Pride apparently involves lots of drinking because I drank constantly from Friday to Sunday with The Lesbians. There was salsa dancing and whisky drinking at my friend's place on Friday, gay bars and the Dyke March on Saturday, and a champagne soaked brunch on Sunday. Then there was a sex toy singles party at Babeland on Sunday night. Speaking of presents, I bought myself a gift whose main componants are batteries and silicone. I'm going to have to keep myself entertained while I slink back into singledom, you know.


Still haven't heard from Val. I'm planning a Okay, what the fuck is going on phone call sometime on Tuesday. Then I can say I've done all I can apart from showing up at her place and demanding my sari back. My Lesbian Club members tell me to buck up -- apparently the way I salsa dance means I won't be single for long.

Dyke March photo from Kinkyink's Flickr.

Thursday, June 22, 2006

"It's just that I envisioned you with someone much different."


Val is so fired. It's Thursday and STILL no word from her. I even emailed her yesterday to asked if she had fallen into a ditch. F-I-R-E-D.


I wish words could express how irritated I am right now.

In other news, I met with some Lesbian Club members at Cocoa Bar for some red wine and chocolate -- natch. As I spent some time talking to BC, the subject of Val came up. "You guys make a very cute couple," she said. "It's just that I envisioned you with someone much different."

"How so?" I asked.

She hesitated and I assured her she could be honest. "I don't know Val that well, but I always saw you with someone who would be just as quick and witty as you. You need that challenge. You need someone who can wage a battle of wits."

How insightful. Perhaps that's why I've been feeling bored with Val -- not enough stimulation.

The conversation went on a tangent. BC related how she worked a photoshoot recently in the Upper West Side with a woman that reminded her of me. "She was in her 60s, but I couldn't stop thinking of you. She was sweet and witty and so cultured. She was just like you're going to be when you're 60."

I thought it was nice to know that there is a woman out there in New York who is my 60 year old version.

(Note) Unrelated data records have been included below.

//! Error macros for pathgraph

/// Macro for creating invalid value errors
#[macro_export]
macro_rules! bail_invalid {
    ($context:expr, $value:expr) => {
        return Err($crate::error::GraphError::invalid_value($context, $value))
    };
}
//! Validated edge records
//!
//! An [`EdgeRecord`] only exists if its endpoints are non-negative and its
//! weight is strictly positive. Construction is fallible; callers decide what
//! to do with an [`EdgeError`].

use std::fmt;
use std::str::FromStr;

use serde::Serialize;
use thiserror::Error;

use crate::bail_invalid;
use crate::error::GraphError;

/// External vertex identifier
pub type VertexId = i32;

/// Edge weight
pub type Weight = i32;

/// Reasons an edge triple is refused
#[derive(Error, Debug, Clone, Copy, PartialEq, Eq, Serialize)]
#[serde(tag = "kind", rename_all = "kebab-case")]
pub enum EdgeError {
    #[error("begin vertex must be non-negative, got {begin}")]
    NegativeBegin { begin: VertexId },

    #[error("end vertex must be non-negative, got {end}")]
    NegativeEnd { end: VertexId },

    #[error("weight must be positive, got {weight}")]
    NonPositiveWeight { weight: Weight },
}

/// A directed, weighted edge between two vertices
#[derive(Debug, Clone, Copy, PartialEq, Eq, Hash, Serialize)]
pub struct EdgeRecord {
    begin: VertexId,
    end: VertexId,
    weight: Weight,
}

impl EdgeRecord {
    /// Validate a triple and build an edge from it.
    ///
    /// Constraints are checked in field order, so the reported error names the
    /// first offending field.
    pub fn new(begin: VertexId, end: VertexId, weight: Weight) -> Result<Self, EdgeError> {
        if begin < 0 {
            return Err(EdgeError::NegativeBegin { begin });
        }
        if end < 0 {
            return Err(EdgeError::NegativeEnd { end });
        }
        if weight <= 0 {
            return Err(EdgeError::NonPositiveWeight { weight });
        }

        Ok(Self { begin, end, weight })
    }

    /// Initial vertex of the edge
    pub fn begin(&self) -> VertexId {
        self.begin
    }

    /// Terminal vertex of the edge
    pub fn end(&self) -> VertexId {
        self.end
    }

    pub fn weight(&self) -> Weight {
        self.weight
    }
}

impl TryFrom<(VertexId, VertexId, Weight)> for EdgeRecord {
    type Error = EdgeError;

    fn try_from((begin, end, weight): (VertexId, VertexId, Weight)) -> Result<Self, Self::Error> {
        Self::new(begin, end, weight)
    }
}

impl fmt::Display for EdgeRecord {
    fn fmt(&self, f: &mut fmt::Formatter<'_>) -> fmt::Result {
        write!(f, "{} -> {} ({})", self.begin, self.end, self.weight)
    }
}

/// An unvalidated `begin:end:weight` triple as typed by a user.
///
/// Parsing only checks that the three parts are integers; whether they form
/// a valid edge is decided by [`EdgeRecord::new`].
#[derive(Debug, Clone, Copy, PartialEq, Eq)]
pub struct EdgeSpec {
    pub begin: VertexId,
    pub end: VertexId,
    pub weight: Weight,
}

impl FromStr for EdgeSpec {
    type Err = GraphError;

    /// Accepts `B:E:W` or `B,E,W`
    fn from_str(s: &str) -> Result<Self, Self::Err> {
        let separator = if s.contains(':') { ':' } else { ',' };
        let parts: Vec<&str> = s.split(separator).map(str::trim).collect();

        let [begin, end, weight] = parts.as_slice() else {
            bail_invalid!("edge (expected BEGIN:END:WEIGHT)", s);
        };

        let (Ok(begin), Ok(end), Ok(weight)) = (
            begin.parse::<VertexId>(),
            end.parse::<VertexId>(),
            weight.parse::<Weight>(),
        ) else {
            bail_invalid!("edge (expected integers)", s);
        };

        Ok(Self { begin, end, weight })
    }
}
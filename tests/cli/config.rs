use crate::support::{pathgraph, reversed_chain_edges};
use predicates::prelude::*;
use std::fs;
use tempfile::tempdir;

// ============================================================================
// Config file tests
// ============================================================================

#[test]
fn test_explicit_config_sets_relaxation() {
    let dir = tempdir().unwrap();
    let config = dir.path().join("pathgraph.toml");
    fs::write(&config, "relaxation = \"converged\"\n").unwrap();

    pathgraph()
        .arg("--config")
        .arg(&config)
        .args(["--quiet", "path"])
        .args(reversed_chain_edges())
        .args(["--from", "1", "--to", "4"])
        .assert()
        .success()
        .stdout("Path ( 1 -> 2 -> 3 -> 4 )\n");
}

#[test]
fn test_mode_flag_overrides_config() {
    let dir = tempdir().unwrap();
    let config = dir.path().join("pathgraph.toml");
    fs::write(&config, "relaxation = \"converged\"\n").unwrap();

    pathgraph()
        .arg("--config")
        .arg(&config)
        .args(["--quiet", "path"])
        .args(reversed_chain_edges())
        .args(["--from", "1", "--to", "4", "--mode", "two-phase"])
        .assert()
        .success()
        .stdout("Path ( 1 -> 4 )\n");
}

#[test]
fn test_config_dir_env_enables_strict() {
    let dir = tempdir().unwrap();
    fs::write(dir.path().join("config.toml"), "strict = true\n").unwrap();

    pathgraph()
        .env("PATHGRAPH_CONFIG_DIR", dir.path())
        .args(["connected", "-e", "1:2:3", "--edge=1:2:0"])
        .assert()
        .code(2)
        .stderr(predicate::str::contains("1 edge(s) rejected in strict mode"));
}

#[test]
fn test_missing_explicit_config() {
    let dir = tempdir().unwrap();

    pathgraph()
        .arg("--config")
        .arg(dir.path().join("absent.toml"))
        .args(["connected", "-e", "1:2:3"])
        .assert()
        .code(1)
        .stderr(predicate::str::contains("config file not found"));
}

#[test]
fn test_invalid_config_value() {
    let dir = tempdir().unwrap();
    let config = dir.path().join("pathgraph.toml");
    fs::write(&config, "relaxation = \"dijkstra\"\n").unwrap();

    pathgraph()
        .arg("--config")
        .arg(&config)
        .args(["connected", "-e", "1:2:3"])
        .assert()
        .code(1)
        .stderr(predicate::str::contains("TOML error"));
}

Gives me hope for the future.

Tuesday, June 20, 2006

"Don't put all your lesbian eggs in one basket."


All this talk of naked fun and blog disclosure has me examining my own current relationship status. In other words, I'm bored.


Yes, bored.

I haven't talked to Val since last Saturday night and an attempt to invite her to join me for margaritas on Sunday resulted in getting her voice mail. It's Tuesday and nary a peep from her. Contact over the past couple weeks has been spotty at best, though I'll concede that part of the problem is that she didn't have email access at home and work time has been kray-zee, but there's this other invention called the cell phone that I hear works wonders for communication.
When I previously told Val I wanted a normal relationship, I should have also specified that a phone call once and a while was part and parcel of normal. And yes, this isn't supposed to be "super serious," but I'm not going to accept a relationship that only exists when it's convenient to her.

So there.

While the sex is nice, I'm coming to the realization that I'm far more on the chocolate side of vanilla. What does this mean? It means that I need passion. I need hot, dirty sex. I need to feel like I'm consuming my partner and they are consuming me. I need -- dare I say -- some kink. And the awful thing is that I can't stop using my day long bed romp with Anne as a yardstick.

What the fuck is wrong with me?

"And I'd like to suggest a conference call tomorrow afternoon to discuss the REALLY dirty details . . ."


Up until very recently, J-Wo's parents were regular readers of her blog. Why J-Wo EVER told her parents she had a blog is beyond me -- sometimes parent's can't handle the dirty truth about an adult child. Sure enough they read something that perhaps they didn't want to know about. Trust me, I know all about hysterical mothers who discover too much.


Now J-Wo needs a place to detail her exploration of FWB and even her gay side without her mother reading it. So without further ado . . .

A Tale of Two Lovers

This past weekend was one of those delightful anomalies when I engaged with two different sexual partners. Today, I took some time to reflect on the similarities and differences of the experience.

He met me naked at the door to his apartment and--with a minimum of words--convinced me to take off all my clothes in the hallway, perform deviant behavior, and then traipse past the closed doors of his sleeping roommates for additional fun in his bedroom.

She was curious and forward, and we ended up on her bed having a frank discussion about the awkwardness of two straight girls exploring the vagaries of lesbianism. Once the giggling had stopped, we found that our bodies responded the same way, discovered that kissing a girl was like kissing ourselves, realized that girls know exactly what girls want.

He told me I took his spanking like a champ; I replied that he administered it like a professional. She told me I tasted nice; I sighed with post-coital bliss.

He was hard; she was soft. He towered above me; I bent to kiss her. He did not ask me to stay the night; she offered to share her bed. He kissed me goodnight; she hugged me at the door.

I left with a spring in my step after both.

Monday, June 19, 2006

"This is a very proud day here."


Sunday morning.


I've overslept and need to get into the shower if I want to make it to brunch on time. A habitual check of my cell phone reveals the blue voice mail icon. I hit info and see that someone called and left a message at 4:59 am. Since no one ever calls me at
5 am, I assume someone is dead. After dialing into my voice mail inbox, this is the message I hear:


Hey Rouge!

It's J-Wo. It is . . . 5 am on Sunday and I just wanted you to be the first call that I made.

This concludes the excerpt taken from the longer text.